[Dataset excerpts]
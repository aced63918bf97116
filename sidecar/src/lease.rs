use crate::provider::{Credentials, Provider};
use anyhow::{Context, Result};
use chrono::{DateTime, Utc};
use rand::{rngs::StdRng, SeedableRng};
use std::{path::PathBuf, sync::Arc, time::Duration};
use tokio::{
    sync::watch,
    time::{self, Instant},
};
use tracing::{debug, info, instrument, warn};
use vkcc_core::backoff::{renewal_delay, ExponentialBackoff};
use vkcc_vault::Vault;

/// A credential grant as served to the workload.
#[derive(Clone, Debug, PartialEq, Eq)]
pub struct Lease {
    pub credentials: Credentials,
    pub issued_at: DateTime<Utc>,
    pub duration: Duration,
    pub renewable: bool,
}

/// How the sidecar authenticates to Vault.
#[derive(Clone, Debug)]
pub struct Login {
    /// The mount of the Kubernetes auth method.
    pub mount: String,
    pub role: String,

    /// The ServiceAccount token presented on login.
    pub token_path: PathBuf,
}

#[derive(Copy, Clone, Debug, PartialEq, Eq)]
pub enum State {
    /// No Vault session; the next renewal logs in first.
    Unauthenticated,

    /// Holds a current lease.
    Active,

    /// Obtaining a fresh lease to replace the current one.
    Renewing,

    /// The last attempt failed and will be retried. The last lease, if any, is still served.
    Failed,
}

/// Keeps a fresh lease published for the local server.
pub struct LeaseManager {
    vault: Arc<dyn Vault>,
    provider: Arc<dyn Provider>,
    login: Login,
    backoff: ExponentialBackoff,
    rng: StdRng,

    state: State,
    failures: u32,
    session: Option<Session>,
    leases: watch::Sender<Option<Arc<Lease>>>,
}

#[derive(Copy, Clone, Debug)]
struct Session {
    /// When the Vault token expires, if it does.
    expires_at: Option<Instant>,
}

// === impl Lease ===

impl Lease {
    pub fn expires_at(&self) -> DateTime<Utc> {
        chrono::Duration::from_std(self.duration)
            .ok()
            .and_then(|d| self.issued_at.checked_add_signed(d))
            .unwrap_or(DateTime::<Utc>::MAX_UTC)
    }
}

// === impl LeaseManager ===

impl LeaseManager {
    pub fn new(
        vault: Arc<dyn Vault>,
        provider: Arc<dyn Provider>,
        login: Login,
        backoff: ExponentialBackoff,
    ) -> (Self, watch::Receiver<Option<Arc<Lease>>>) {
        let (leases, rx) = watch::channel(None);
        let manager = Self {
            vault,
            provider,
            login,
            backoff,
            rng: StdRng::from_entropy(),
            state: State::Unauthenticated,
            failures: 0,
            session: None,
            leases,
        };
        (manager, rx)
    }

    pub fn state(&self) -> State {
        self.state
    }

    /// Renews the lease until `drain` is signaled.
    pub async fn run(mut self, drain: drain::Watch) {
        let shutdown = drain.signaled();
        tokio::pin!(shutdown);

        loop {
            let delay = tokio::select! {
                delay = self.renew() => delay,
                _release = &mut shutdown => break,
            };
            tokio::select! {
                _ = time::sleep(delay) => {}
                _release = &mut shutdown => break,
            }
        }
        info!("Renewal stopped");
    }

    /// Attempts to obtain a fresh lease, logging in first if there is no live session.
    ///
    /// Returns how long to wait before the next attempt: a jittered fraction of the lease's
    /// duration on success, or a backoff delay on failure. A failure never clears the published
    /// lease.
    #[instrument(skip(self), fields(role = %self.login.role))]
    pub async fn renew(&mut self) -> Duration {
        if self.state == State::Active {
            self.state = State::Renewing;
        }

        match self.try_renew().await {
            Ok(lease) => {
                self.state = State::Active;
                self.failures = 0;
                // Leases shorter than the backoff minimum are renewed no sooner than it.
                let delay = renewal_delay(lease.duration, &mut self.rng).max(self.backoff.min());
                info!(expires_at = %lease.expires_at(), ?delay, "Obtained credentials");
                self.leases.send_replace(Some(Arc::new(lease)));
                delay
            }
            Err(error) => {
                let denied = error
                    .downcast_ref::<vkcc_vault::Error>()
                    .map_or(false, vkcc_vault::Error::is_permission_denied);
                if denied {
                    self.session = None;
                    self.state = State::Unauthenticated;
                } else if self.session.is_some() {
                    self.state = State::Failed;
                } else {
                    self.state = State::Unauthenticated;
                }

                let delay = self.backoff.delay(self.failures, &mut self.rng);
                self.failures = self.failures.saturating_add(1);
                let stale = self.leases.borrow().is_some();
                warn!(?error, ?delay, stale, "Failed to obtain credentials");
                delay
            }
        }
    }

    async fn try_renew(&mut self) -> Result<Lease> {
        let expired = match self.session {
            None => true,
            Some(Session { expires_at }) => expires_at.map_or(false, |t| t <= Instant::now()),
        };
        if expired {
            self.session = None;
            self.login().await?;
        }

        let issued = self
            .provider
            .issue(self.vault.as_ref())
            .await
            .context("issuing credentials")?;
        Ok(Lease {
            credentials: issued.credentials,
            issued_at: Utc::now(),
            duration: issued.lease_duration,
            renewable: issued.renewable,
        })
    }

    async fn login(&mut self) -> Result<()> {
        let path = &self.login.token_path;
        let jwt = tokio::fs::read_to_string(path)
            .await
            .with_context(|| format!("reading token {}", path.display()))?;
        let auth = self
            .vault
            .login_kubernetes(&self.login.mount, &self.login.role, jwt.trim())
            .await
            .with_context(|| format!("logging in to auth/{}", self.login.mount))?;

        let expires_at = (auth.lease_duration > 0)
            .then(|| Instant::now() + Duration::from_secs(auth.lease_duration));
        debug!(accessor = %auth.accessor, ttl = auth.lease_duration, "Logged in");
        self.session = Some(Session { expires_at });
        Ok(())
    }
}

#[cfg(test)]
mod tests {
    use super::*;
    use crate::provider::AwsProvider;
    use serde_json::json;
    use vkcc_vault::{
        mock::{MockVault, Op},
        Auth, Secret,
    };

    struct Fixture {
        vault: Arc<MockVault>,
        manager: LeaseManager,
        leases: watch::Receiver<Option<Arc<Lease>>>,
        _token: TokenFile,
    }

    struct TokenFile(PathBuf);

    impl Fixture {
        fn new(name: &str) -> Self {
            let token_path =
                std::env::temp_dir().join(format!("vkcc-lease-{}-{}", name, std::process::id()));
            std::fs::write(&token_path, "jwt\n").unwrap();

            let vault = Arc::new(MockVault::new().require_login());
            let login = Login {
                mount: "kubernetes".to_string(),
                role: "role".to_string(),
                token_path: token_path.clone(),
            };
            let backoff =
                ExponentialBackoff::new(Duration::from_secs(1), Duration::from_secs(60), 0.5)
                    .unwrap();
            let (manager, leases) = LeaseManager::new(
                vault.clone(),
                Arc::new(AwsProvider::new("aws", "role", None)),
                login,
                backoff,
            );
            let f = Self {
                vault,
                manager,
                leases,
                _token: TokenFile(token_path),
            };
            f.set_lease_duration(3600);
            f
        }

        fn set_lease_duration(&self, secs: u64) {
            self.vault.set_response(
                "aws/creds/role",
                Secret {
                    lease_duration: secs,
                    renewable: true,
                    data: match json!({"access_key": "AKIA", "secret_key": "s"}) {
                        serde_json::Value::Object(map) => map,
                        _ => unreachable!(),
                    },
                    ..Secret::default()
                },
            );
        }

        fn allow_login(&self, ttl: u64) {
            self.vault.set_login(Auth {
                client_token: "hvs.token".to_string(),
                lease_duration: ttl,
                ..Auth::default()
            });
        }

        fn current(&self) -> Option<Arc<Lease>> {
            self.leases.borrow().clone()
        }
    }

    impl Drop for TokenFile {
        fn drop(&mut self) {
            let _ = std::fs::remove_file(&self.0);
        }
    }

    #[tokio::test]
    async fn logs_in_and_issues() {
        let mut f = Fixture::new("issue");
        f.allow_login(0);
        assert_eq!(f.manager.state(), State::Unauthenticated);

        let delay = f.manager.renew().await;
        assert!(delay >= Duration::from_secs(30 * 60), "{:?}", delay);
        assert!(delay < Duration::from_secs(50 * 60), "{:?}", delay);
        assert_eq!(f.manager.state(), State::Active);
        assert_eq!(
            f.vault.logins(),
            vec![(
                "kubernetes".to_string(),
                "role".to_string(),
                "jwt".to_string()
            )]
        );

        let lease = f.current().expect("lease must be published");
        assert_eq!(lease.duration, Duration::from_secs(3600));
        assert_eq!(
            lease.expires_at(),
            lease.issued_at + chrono::Duration::seconds(3600)
        );

        // Renewal reuses the session.
        f.manager.renew().await;
        assert_eq!(f.vault.logins().len(), 1);
        assert!(!Arc::ptr_eq(&lease, &f.current().unwrap()));
    }

    #[tokio::test]
    async fn keeps_stale_lease_on_failure() {
        let mut f = Fixture::new("stale");
        f.allow_login(0);
        f.manager.renew().await;
        let lease = f.current().unwrap();

        f.vault.fail_times(Op::Read, "aws/creds", 500, 2);
        let first = f.manager.renew().await;
        assert!(first <= Duration::from_secs(1), "{:?}", first);
        let second = f.manager.renew().await;
        assert!(second >= Duration::from_secs(1), "{:?}", second);
        assert!(second <= Duration::from_secs(2), "{:?}", second);
        assert_eq!(f.manager.state(), State::Failed);
        assert!(Arc::ptr_eq(&lease, &f.current().unwrap()));

        f.manager.renew().await;
        assert_eq!(f.manager.state(), State::Active);
        assert!(!Arc::ptr_eq(&lease, &f.current().unwrap()));
        assert_eq!(f.vault.logins().len(), 1);
    }

    #[tokio::test]
    async fn logs_in_again_when_denied() {
        let mut f = Fixture::new("denied");
        f.allow_login(0);
        f.manager.renew().await;

        f.vault.revoke_token();
        f.manager.renew().await;
        assert_eq!(f.manager.state(), State::Unauthenticated);
        assert!(f.current().is_some());

        f.manager.renew().await;
        assert_eq!(f.manager.state(), State::Active);
        assert_eq!(f.vault.logins().len(), 2);
    }

    #[tokio::test]
    async fn logs_in_again_when_session_expires() {
        time::pause();
        let mut f = Fixture::new("expired");
        f.allow_login(60);
        f.manager.renew().await;
        f.manager.renew().await;
        assert_eq!(f.vault.logins().len(), 1);

        time::advance(Duration::from_secs(61)).await;
        f.manager.renew().await;
        assert_eq!(f.vault.logins().len(), 2);
        assert_eq!(f.manager.state(), State::Active);
    }

    #[tokio::test]
    async fn backs_off_while_login_fails() {
        let mut f = Fixture::new("backoff");
        let mut delays = Vec::new();
        for _ in 0..4 {
            delays.push(f.manager.renew().await);
            assert_eq!(f.manager.state(), State::Unauthenticated);
        }
        assert!(f.current().is_none());
        assert_eq!(f.vault.logins().len(), 4);
        for (attempt, delay) in delays.into_iter().enumerate() {
            let max = Duration::from_secs(1 << attempt);
            assert!(delay <= max && delay >= max / 2, "{}: {:?}", attempt, delay);
        }

        f.allow_login(0);
        f.manager.renew().await;
        assert_eq!(f.manager.state(), State::Active);
    }

    #[tokio::test]
    async fn short_leases_renew_no_sooner_than_backoff_min() {
        let mut f = Fixture::new("short");
        f.allow_login(0);

        f.set_lease_duration(0);
        assert_eq!(f.manager.renew().await, Duration::from_secs(1));

        f.set_lease_duration(1);
        assert_eq!(f.manager.renew().await, Duration::from_secs(1));

        f.set_lease_duration(90);
        let delay = f.manager.renew().await;
        assert!(delay >= Duration::from_secs(45), "{:?}", delay);
        assert!(delay < Duration::from_secs(75), "{:?}", delay);
    }

    #[tokio::test]
    async fn stops_on_drain() {
        let f = Fixture::new("drain");
        f.allow_login(0);
        let Fixture {
            manager,
            mut leases,
            _token,
            ..
        } = f;
        let (signal, watch) = drain::channel();
        let task = tokio::spawn(manager.run(watch));

        leases.wait_for(Option::is_some).await.unwrap();
        signal.drain().await;
        task.await.unwrap();
    }
}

> _What to produce_: Go through the entries and return each line where the word "instrument" occurs.

> _Solution to this exercise_:
use tracing::{debug, info, instrument, warn};
    #[instrument(skip(self), fields(role = %self.login.role))]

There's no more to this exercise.